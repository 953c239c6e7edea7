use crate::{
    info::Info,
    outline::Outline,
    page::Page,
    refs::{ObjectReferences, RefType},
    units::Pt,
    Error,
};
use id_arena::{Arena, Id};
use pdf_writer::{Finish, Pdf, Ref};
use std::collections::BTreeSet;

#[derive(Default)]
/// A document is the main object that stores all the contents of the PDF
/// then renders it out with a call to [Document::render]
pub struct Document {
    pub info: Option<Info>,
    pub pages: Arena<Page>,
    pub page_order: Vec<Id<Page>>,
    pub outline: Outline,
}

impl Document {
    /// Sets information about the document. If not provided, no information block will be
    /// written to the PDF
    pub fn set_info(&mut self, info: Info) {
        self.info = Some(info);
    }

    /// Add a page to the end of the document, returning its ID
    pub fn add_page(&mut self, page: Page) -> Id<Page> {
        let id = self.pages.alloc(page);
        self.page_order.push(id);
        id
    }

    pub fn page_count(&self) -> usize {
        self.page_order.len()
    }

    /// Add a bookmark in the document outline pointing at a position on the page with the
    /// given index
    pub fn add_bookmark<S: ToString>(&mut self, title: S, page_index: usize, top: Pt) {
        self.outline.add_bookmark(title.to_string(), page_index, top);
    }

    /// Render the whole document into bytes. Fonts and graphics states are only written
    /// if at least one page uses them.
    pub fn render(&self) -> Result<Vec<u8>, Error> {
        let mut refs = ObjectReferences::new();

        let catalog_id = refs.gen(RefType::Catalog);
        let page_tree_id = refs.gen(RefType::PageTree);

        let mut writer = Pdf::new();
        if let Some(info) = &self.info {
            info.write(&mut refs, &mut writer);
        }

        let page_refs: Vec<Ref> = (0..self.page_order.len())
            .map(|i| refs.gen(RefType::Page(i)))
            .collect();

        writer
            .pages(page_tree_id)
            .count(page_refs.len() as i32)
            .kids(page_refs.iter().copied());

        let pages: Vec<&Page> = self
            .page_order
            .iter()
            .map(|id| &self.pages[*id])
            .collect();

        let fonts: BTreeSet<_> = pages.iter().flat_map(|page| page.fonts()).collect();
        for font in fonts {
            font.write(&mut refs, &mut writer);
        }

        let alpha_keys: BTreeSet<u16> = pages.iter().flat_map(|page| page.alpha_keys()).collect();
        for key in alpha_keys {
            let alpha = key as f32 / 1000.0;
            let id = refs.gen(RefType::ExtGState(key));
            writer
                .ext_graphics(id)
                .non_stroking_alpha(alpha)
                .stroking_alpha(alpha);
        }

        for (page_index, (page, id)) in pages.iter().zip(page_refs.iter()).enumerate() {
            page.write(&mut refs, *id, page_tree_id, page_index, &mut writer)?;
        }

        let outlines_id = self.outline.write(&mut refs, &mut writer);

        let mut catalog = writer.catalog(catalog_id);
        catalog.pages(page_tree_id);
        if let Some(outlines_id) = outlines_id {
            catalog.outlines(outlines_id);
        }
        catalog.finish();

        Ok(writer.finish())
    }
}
·····
Problem details
Letter for letter, copy all of the entries above.

Response to this exercise
repository 953c239c6e7edea7
use crate::{
    info::Info,
    outline::Outline,
    page::Page,
    refs::{ObjectReferences, RefType},
    units::Pt,
    Error,
};
use id_arena::{Arena, Id};
use pdf_writer::{Finish, Pdf, Ref};
use std::collections::BTreeSet;

#[derive(Default)]
/// A document is the main object that stores all the contents of the PDF
/// then renders it out with a call to [Document::render]
pub struct Document {
    pub info: Option<Info>,
    pub pages: Arena<Page>,
    pub page_order: Vec<Id<Page>>,
    pub outline: Outline,
}

impl Document {
    /// Sets information about the document. If not provided, no information block will be
    /// written to the PDF
    pub fn set_info(&mut self, info: Info) {
        self.info = Some(info);
    }

    /// Add a page to the end of the document, returning its ID
    pub fn add_page(&mut self, page: Page) -> Id<Page> {
        let id = self.pages.alloc(page);
        self.page_order.push(id);
        id
    }

    pub fn page_count(&self) -> usize {
        self.page_order.len()
    }

    /// Add a bookmark in the document outline pointing at a position on the page with the
    /// given index
    pub fn add_bookmark<S: ToString>(&mut self, title: S, page_index: usize, top: Pt) {
        self.outline.add_bookmark(title.to_string(), page_index, top);
    }

    /// Render the whole document into bytes. Fonts and graphics states are only written
    /// if at least one page uses them.
    pub fn render(&self) -> Result<Vec<u8>, Error> {
        let mut refs = ObjectReferences::new();

        let catalog_id = refs.gen(RefType::Catalog);
        let page_tree_id = refs.gen(RefType::PageTree);

        let mut writer = Pdf::new();
        if let Some(info) = &self.info {
            info.write(&mut refs, &mut writer);
        }

        let page_refs: Vec<Ref> = (0..self.page_order.len())
            .map(|i| refs.gen(RefType::Page(i)))
            .collect();

        writer
            .pages(page_tree_id)
            .count(page_refs.len() as i32)
            .kids(page_refs.iter().copied());

        let pages: Vec<&Page> = self
            .page_order
            .iter()
            .map(|id| &self.pages[*id])
            .collect();

        let fonts: BTreeSet<_> = pages.iter().flat_map(|page| page.fonts()).collect();
        for font in fonts {
            font.write(&mut refs, &mut writer);
        }

        let alpha_keys: BTreeSet<u16> = pages.iter().flat_map(|page| page.alpha_keys()).collect();
        for key in alpha_keys {
            let alpha = key as f32 / 1000.0;
            let id = refs.gen(RefType::ExtGState(key));
            writer
                .ext_graphics(id)
                .non_stroking_alpha(alpha)
                .stroking_alpha(alpha);
        }

        for (page_index, (page, id)) in pages.iter().zip(page_refs.iter()).enumerate() {
            page.write(&mut refs, *id, page_tree_id, page_index, &mut writer)?;
        }

        let outlines_id = self.outline.write(&mut refs, &mut writer);

        let mut catalog = writer.catalog(catalog_id);
        catalog.pages(page_tree_id);
        if let Some(outlines_id) = outlines_id {
            catalog.outlines(outlines_id);
        }
        catalog.finish();

        Ok(writer.finish())
    }
}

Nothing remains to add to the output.